Start of Block

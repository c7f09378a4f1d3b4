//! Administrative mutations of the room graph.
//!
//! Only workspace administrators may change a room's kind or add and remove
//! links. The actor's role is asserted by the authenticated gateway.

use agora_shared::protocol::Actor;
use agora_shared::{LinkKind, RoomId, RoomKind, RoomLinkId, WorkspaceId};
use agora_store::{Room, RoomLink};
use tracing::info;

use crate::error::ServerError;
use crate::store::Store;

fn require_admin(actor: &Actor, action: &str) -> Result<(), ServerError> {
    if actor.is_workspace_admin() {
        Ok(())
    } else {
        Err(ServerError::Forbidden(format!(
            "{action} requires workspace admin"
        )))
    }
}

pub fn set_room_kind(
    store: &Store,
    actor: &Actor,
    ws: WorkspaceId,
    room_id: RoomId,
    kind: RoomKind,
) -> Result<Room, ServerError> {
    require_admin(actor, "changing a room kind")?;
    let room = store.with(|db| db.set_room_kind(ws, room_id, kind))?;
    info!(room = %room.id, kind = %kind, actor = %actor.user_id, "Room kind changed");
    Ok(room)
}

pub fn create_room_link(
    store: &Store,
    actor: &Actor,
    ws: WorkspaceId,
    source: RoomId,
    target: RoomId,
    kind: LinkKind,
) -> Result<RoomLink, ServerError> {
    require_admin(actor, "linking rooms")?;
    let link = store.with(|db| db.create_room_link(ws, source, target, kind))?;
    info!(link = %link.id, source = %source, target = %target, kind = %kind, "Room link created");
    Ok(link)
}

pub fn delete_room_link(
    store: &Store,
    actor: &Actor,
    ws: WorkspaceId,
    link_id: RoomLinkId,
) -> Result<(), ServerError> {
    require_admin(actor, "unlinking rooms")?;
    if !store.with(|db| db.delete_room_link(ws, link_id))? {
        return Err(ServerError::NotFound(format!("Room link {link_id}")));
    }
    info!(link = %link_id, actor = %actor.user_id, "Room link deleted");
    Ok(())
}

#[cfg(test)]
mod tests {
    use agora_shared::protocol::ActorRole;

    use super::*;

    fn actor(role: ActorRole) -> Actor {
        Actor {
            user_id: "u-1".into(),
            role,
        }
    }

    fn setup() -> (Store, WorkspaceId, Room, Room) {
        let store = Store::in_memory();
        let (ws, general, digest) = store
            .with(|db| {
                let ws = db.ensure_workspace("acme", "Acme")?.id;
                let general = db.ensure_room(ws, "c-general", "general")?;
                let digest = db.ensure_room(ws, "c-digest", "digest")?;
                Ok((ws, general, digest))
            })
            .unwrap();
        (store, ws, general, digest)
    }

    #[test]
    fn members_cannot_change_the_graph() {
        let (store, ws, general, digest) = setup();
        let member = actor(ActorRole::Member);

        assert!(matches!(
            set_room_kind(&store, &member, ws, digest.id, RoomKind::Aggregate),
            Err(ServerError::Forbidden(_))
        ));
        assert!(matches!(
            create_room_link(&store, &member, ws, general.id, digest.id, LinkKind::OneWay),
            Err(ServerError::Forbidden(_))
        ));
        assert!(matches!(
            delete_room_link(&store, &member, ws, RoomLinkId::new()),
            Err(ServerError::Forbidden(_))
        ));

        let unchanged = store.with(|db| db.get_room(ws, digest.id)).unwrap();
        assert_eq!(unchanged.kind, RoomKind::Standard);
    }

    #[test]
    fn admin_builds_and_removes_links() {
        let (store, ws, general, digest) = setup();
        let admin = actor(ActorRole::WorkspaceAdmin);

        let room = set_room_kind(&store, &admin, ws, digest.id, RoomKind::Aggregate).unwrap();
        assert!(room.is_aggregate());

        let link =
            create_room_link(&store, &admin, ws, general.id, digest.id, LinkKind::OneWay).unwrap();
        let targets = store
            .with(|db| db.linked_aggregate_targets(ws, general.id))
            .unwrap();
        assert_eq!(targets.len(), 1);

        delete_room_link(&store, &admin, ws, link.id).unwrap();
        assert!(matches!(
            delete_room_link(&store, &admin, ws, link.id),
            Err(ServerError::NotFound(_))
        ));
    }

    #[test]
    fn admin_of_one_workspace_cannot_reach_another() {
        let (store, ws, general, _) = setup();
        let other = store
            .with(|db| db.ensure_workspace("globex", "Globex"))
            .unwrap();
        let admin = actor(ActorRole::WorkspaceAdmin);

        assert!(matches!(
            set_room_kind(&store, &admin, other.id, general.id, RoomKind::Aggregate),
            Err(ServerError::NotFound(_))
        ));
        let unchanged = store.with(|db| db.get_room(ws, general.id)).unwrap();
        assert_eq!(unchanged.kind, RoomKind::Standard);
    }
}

End of Block
Start of Block

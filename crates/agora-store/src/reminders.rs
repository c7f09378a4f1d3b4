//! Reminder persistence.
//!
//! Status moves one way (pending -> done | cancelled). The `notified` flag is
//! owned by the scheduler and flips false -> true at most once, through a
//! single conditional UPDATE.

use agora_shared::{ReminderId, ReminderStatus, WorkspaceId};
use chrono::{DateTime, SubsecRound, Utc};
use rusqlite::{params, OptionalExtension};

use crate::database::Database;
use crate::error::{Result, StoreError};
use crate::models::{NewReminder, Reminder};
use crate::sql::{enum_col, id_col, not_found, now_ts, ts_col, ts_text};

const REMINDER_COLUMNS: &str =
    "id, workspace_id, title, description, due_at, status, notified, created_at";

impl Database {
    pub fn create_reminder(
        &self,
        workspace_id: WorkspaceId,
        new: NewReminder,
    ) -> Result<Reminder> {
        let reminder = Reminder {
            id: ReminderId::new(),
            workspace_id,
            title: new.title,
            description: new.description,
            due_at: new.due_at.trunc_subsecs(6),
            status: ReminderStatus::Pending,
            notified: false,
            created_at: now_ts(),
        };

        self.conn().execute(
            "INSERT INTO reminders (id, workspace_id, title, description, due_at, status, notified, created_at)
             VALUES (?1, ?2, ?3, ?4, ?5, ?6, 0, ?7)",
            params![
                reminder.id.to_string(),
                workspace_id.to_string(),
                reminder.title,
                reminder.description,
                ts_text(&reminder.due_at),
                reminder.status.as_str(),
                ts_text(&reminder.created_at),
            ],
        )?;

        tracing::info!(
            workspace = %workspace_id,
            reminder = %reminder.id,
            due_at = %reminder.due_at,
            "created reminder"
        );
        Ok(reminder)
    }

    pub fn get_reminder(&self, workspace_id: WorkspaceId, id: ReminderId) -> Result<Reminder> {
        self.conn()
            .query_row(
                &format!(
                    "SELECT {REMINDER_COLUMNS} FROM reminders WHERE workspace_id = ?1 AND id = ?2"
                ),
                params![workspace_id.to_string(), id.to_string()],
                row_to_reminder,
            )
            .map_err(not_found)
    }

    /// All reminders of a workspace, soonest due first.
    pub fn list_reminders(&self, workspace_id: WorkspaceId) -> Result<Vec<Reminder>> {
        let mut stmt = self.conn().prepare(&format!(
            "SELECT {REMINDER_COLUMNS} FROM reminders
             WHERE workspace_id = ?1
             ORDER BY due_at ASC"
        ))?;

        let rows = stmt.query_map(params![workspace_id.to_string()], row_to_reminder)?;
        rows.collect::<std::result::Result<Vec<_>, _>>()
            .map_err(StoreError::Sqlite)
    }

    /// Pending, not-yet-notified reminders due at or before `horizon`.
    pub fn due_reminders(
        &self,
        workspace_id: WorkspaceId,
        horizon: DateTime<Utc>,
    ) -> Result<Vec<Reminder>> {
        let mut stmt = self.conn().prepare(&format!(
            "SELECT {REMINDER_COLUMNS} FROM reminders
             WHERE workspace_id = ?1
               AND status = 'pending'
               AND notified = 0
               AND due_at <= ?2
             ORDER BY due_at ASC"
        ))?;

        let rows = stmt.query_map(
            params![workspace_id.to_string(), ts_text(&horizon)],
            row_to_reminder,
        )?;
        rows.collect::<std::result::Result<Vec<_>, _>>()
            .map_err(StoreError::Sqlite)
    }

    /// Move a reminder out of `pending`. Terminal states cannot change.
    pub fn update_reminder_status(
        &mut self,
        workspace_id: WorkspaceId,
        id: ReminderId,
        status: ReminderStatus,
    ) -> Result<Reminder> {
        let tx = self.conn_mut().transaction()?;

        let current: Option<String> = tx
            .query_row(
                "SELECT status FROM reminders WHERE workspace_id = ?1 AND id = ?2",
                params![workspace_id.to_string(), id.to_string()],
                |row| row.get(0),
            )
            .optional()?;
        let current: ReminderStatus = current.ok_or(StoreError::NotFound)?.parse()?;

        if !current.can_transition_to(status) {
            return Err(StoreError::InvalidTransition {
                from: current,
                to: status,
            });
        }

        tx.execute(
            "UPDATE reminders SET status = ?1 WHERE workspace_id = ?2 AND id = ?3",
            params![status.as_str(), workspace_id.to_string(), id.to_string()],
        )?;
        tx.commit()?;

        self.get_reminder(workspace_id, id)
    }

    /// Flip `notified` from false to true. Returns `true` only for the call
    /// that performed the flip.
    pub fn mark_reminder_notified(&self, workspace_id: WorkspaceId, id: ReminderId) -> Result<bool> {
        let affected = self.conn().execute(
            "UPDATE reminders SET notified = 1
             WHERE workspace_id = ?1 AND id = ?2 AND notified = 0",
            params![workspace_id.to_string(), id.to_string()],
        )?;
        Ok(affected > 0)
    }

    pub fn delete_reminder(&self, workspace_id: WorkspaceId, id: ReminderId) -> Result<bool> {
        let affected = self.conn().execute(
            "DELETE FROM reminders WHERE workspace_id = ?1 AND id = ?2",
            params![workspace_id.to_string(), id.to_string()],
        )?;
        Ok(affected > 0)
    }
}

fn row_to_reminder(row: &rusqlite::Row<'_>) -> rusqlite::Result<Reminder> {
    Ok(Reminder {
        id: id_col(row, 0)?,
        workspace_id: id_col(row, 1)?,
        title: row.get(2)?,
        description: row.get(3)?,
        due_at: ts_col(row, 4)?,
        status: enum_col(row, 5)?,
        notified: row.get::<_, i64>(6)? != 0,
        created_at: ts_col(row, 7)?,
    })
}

End of Block

EXERCISE OBJECTIVE - The reply should hold only the lines of the listing above starting at the line containing "ws, digest.id, RoomKind::Aggregate).unwrap();" and ending at the line containing "let targets = store", exactly as written.

ANSWER SECTION -
        let room = set_room_kind(&store, &admin, ws, digest.id, RoomKind::Aggregate).unwrap();
        assert!(room.is_aggregate());

        let link =
            create_room_link(&store, &admin, ws, general.id, digest.id, LinkKind::OneWay).unwrap();
        let targets = store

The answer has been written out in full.